• _Problem_
Quote exactly and only this range of lines in the data below: the line that holds "filename src/game/orchestrator.rs" to the line that holds "every delayed continuation", both included.
*** Opening of Dataset records ***
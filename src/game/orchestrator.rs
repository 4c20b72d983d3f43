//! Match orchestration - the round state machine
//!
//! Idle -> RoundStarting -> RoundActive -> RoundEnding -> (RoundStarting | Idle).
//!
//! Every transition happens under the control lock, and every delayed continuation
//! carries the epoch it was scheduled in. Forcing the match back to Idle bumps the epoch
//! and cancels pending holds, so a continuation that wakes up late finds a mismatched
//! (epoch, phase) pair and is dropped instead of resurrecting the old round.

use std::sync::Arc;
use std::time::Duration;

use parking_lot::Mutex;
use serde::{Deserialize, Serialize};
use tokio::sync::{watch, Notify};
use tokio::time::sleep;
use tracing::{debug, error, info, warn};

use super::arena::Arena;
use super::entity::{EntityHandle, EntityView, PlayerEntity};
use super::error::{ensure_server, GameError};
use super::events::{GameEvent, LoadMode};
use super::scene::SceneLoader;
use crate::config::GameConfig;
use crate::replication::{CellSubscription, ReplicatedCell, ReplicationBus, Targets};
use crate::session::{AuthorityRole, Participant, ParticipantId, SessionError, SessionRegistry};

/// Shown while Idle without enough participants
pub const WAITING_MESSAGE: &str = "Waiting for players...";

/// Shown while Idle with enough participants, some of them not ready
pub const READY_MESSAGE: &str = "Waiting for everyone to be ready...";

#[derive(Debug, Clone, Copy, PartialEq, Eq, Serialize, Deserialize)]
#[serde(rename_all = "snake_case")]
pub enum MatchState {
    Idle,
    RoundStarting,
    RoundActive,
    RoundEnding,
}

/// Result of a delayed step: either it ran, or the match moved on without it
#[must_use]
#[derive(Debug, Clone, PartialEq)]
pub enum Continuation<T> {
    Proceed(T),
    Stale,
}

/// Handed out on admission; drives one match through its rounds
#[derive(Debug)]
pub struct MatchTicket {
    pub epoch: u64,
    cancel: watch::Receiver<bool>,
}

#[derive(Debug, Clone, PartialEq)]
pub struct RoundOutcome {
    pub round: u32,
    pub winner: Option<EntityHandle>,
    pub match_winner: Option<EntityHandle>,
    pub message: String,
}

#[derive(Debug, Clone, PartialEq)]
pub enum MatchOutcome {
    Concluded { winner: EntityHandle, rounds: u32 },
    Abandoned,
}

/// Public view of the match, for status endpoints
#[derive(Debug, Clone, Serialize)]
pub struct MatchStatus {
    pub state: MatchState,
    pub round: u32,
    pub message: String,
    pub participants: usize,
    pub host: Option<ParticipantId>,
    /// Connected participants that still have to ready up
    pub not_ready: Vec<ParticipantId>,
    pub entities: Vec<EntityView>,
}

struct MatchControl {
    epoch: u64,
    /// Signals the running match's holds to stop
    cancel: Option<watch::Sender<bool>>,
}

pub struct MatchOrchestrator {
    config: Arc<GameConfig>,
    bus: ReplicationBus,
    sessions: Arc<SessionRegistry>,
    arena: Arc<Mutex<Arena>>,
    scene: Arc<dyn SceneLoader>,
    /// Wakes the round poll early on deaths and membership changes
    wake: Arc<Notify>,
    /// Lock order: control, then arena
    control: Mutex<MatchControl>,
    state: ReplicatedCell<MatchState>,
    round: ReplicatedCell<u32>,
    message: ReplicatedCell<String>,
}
*** Close of Dataset records ***
*** Opening of Dataset records ***
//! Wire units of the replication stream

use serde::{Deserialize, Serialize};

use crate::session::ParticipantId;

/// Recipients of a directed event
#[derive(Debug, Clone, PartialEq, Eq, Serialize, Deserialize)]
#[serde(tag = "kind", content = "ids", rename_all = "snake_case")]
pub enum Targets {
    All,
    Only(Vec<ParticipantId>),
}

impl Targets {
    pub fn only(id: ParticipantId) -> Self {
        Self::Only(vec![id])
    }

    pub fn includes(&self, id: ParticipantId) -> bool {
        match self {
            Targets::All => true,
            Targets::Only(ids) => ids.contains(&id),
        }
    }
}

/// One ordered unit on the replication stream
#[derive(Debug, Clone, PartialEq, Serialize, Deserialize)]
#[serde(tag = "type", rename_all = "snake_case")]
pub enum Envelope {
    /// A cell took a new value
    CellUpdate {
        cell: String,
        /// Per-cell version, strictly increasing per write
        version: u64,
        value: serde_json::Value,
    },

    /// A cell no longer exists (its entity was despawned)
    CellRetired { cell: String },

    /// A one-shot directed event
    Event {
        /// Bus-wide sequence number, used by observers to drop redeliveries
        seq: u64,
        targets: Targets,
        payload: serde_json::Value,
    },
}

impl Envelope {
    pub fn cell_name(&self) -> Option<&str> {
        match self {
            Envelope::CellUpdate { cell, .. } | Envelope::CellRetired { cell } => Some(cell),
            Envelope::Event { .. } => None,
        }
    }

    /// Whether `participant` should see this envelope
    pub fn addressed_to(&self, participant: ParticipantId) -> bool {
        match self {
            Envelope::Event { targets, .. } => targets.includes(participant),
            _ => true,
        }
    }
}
*** Close of Dataset records ***
• _Result for this task_
filename src/game/orchestrator.rs
repository 4c20b72d983d3f43
//! Match orchestration - the round state machine
//!
//! Idle -> RoundStarting -> RoundActive -> RoundEnding -> (RoundStarting | Idle).
//!
//! Every transition happens under the control lock, and every delayed continuation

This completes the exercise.